[[ DATA PROVIDED open ]]

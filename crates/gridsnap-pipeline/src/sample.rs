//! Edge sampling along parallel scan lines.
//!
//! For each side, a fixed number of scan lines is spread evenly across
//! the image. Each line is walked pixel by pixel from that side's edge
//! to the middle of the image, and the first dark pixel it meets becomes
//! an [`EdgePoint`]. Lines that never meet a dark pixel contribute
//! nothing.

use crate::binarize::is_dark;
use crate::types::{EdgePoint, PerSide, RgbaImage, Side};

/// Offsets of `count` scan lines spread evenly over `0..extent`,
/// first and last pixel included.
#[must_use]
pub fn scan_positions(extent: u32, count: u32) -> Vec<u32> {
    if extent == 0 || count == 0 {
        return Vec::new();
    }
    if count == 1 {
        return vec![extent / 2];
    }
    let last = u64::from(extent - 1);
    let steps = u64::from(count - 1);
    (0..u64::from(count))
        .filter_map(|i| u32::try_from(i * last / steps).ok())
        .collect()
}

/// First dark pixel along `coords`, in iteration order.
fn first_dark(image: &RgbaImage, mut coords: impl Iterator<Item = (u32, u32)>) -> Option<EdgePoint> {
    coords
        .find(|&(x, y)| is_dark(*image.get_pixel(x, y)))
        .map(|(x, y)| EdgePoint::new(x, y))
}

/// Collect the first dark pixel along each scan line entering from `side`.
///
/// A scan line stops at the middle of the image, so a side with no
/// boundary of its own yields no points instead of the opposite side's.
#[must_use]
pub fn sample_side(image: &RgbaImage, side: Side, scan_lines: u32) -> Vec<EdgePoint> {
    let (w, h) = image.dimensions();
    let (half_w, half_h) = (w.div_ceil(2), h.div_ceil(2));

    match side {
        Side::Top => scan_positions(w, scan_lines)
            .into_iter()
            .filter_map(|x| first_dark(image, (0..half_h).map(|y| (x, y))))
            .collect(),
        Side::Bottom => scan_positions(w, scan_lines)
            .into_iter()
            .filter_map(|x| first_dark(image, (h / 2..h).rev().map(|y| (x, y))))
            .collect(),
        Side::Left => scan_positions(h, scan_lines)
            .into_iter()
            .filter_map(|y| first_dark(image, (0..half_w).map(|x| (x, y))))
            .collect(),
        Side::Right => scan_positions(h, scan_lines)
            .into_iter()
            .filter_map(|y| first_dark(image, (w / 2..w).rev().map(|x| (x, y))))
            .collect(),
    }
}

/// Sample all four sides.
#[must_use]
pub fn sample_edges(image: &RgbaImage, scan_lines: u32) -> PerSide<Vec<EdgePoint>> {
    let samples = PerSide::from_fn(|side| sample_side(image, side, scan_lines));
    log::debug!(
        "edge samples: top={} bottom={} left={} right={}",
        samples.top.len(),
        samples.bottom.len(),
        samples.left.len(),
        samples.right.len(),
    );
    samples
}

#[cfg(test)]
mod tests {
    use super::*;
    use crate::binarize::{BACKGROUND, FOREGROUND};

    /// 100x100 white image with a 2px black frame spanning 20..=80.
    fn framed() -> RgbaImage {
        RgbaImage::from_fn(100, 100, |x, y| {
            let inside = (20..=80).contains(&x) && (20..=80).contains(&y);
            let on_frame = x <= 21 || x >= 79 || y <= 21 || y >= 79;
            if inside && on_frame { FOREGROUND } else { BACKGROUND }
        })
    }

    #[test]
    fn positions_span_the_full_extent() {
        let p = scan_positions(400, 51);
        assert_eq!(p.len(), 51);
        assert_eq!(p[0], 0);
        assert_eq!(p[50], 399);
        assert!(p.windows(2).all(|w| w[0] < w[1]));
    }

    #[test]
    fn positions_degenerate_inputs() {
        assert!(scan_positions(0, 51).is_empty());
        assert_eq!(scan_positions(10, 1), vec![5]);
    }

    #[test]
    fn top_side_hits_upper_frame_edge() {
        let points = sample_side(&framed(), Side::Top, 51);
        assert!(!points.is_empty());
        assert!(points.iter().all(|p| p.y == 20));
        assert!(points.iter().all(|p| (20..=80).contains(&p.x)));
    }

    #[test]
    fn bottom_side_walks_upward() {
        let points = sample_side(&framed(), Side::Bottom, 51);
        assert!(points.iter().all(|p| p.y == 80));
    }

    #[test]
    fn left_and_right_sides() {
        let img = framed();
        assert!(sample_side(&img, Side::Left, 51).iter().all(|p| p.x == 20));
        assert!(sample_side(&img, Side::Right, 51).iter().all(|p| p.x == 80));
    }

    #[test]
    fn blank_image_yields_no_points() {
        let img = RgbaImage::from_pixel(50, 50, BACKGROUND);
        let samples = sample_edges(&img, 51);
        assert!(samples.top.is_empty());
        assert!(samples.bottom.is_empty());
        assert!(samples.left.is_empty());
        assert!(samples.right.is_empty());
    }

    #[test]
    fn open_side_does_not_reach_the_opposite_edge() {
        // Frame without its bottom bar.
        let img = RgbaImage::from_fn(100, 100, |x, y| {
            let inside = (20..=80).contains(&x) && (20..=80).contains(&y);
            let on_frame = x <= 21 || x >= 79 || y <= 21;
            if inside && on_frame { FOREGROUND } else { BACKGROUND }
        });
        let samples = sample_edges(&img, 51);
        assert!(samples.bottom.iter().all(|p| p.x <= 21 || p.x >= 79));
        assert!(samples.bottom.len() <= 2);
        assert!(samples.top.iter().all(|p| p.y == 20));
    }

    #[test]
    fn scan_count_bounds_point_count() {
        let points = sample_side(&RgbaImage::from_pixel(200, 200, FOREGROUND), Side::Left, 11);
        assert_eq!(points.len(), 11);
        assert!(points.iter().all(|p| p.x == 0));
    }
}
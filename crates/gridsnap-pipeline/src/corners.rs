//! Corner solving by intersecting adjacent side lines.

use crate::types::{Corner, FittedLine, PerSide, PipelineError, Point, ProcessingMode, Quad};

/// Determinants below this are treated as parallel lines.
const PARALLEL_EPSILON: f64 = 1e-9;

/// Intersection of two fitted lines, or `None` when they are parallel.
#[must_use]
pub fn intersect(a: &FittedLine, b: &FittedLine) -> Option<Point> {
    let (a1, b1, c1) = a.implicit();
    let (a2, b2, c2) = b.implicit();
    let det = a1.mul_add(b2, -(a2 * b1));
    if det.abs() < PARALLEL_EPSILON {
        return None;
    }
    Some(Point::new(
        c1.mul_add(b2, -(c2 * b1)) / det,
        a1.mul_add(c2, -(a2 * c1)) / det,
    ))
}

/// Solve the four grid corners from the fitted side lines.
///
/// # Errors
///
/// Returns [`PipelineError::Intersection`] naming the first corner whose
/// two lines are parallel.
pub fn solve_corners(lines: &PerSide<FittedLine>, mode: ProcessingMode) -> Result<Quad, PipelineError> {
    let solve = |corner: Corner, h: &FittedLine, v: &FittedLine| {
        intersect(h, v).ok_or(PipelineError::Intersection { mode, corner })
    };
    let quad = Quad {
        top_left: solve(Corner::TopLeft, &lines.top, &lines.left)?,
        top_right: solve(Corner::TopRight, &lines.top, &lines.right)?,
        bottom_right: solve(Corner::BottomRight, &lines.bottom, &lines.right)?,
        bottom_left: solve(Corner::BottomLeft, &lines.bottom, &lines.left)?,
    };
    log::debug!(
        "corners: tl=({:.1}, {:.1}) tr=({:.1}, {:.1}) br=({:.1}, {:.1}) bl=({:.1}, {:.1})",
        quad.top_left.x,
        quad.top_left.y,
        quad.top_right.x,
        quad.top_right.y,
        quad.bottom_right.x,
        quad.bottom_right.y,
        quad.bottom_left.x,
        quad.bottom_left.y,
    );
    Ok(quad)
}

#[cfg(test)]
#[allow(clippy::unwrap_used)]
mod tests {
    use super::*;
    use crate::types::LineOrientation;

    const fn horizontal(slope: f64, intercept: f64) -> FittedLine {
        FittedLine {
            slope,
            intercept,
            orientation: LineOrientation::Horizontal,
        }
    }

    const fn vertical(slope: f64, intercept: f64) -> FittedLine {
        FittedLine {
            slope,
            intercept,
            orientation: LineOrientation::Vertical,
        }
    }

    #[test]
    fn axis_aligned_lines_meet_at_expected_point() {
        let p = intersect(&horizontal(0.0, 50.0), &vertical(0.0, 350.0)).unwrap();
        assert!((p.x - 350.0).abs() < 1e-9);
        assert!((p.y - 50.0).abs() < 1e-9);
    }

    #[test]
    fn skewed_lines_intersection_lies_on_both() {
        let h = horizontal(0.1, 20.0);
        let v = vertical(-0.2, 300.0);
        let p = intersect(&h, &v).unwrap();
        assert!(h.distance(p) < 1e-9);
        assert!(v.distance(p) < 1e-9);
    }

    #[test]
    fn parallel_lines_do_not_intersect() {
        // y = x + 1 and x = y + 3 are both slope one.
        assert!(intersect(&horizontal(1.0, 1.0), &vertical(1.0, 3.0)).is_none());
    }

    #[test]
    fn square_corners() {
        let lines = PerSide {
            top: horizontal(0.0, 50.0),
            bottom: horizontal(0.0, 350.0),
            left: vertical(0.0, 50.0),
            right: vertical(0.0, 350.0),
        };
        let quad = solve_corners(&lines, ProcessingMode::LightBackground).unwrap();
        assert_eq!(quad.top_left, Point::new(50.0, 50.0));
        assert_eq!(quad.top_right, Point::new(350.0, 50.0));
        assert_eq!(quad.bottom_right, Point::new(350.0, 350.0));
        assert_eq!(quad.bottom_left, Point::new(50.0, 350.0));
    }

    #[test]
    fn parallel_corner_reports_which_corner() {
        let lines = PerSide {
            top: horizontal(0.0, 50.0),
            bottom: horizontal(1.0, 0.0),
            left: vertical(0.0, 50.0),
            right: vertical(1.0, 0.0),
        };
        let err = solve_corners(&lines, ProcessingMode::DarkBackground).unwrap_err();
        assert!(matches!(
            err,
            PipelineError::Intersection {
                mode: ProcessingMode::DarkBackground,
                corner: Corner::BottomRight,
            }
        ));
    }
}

[[ DATA PROVIDED closed ]]

> WHAT THE TASK ASKS
Using the records above, count every line that includes the word "const", and state the number only.

> RESPONSE TO THIS EXERCISE
3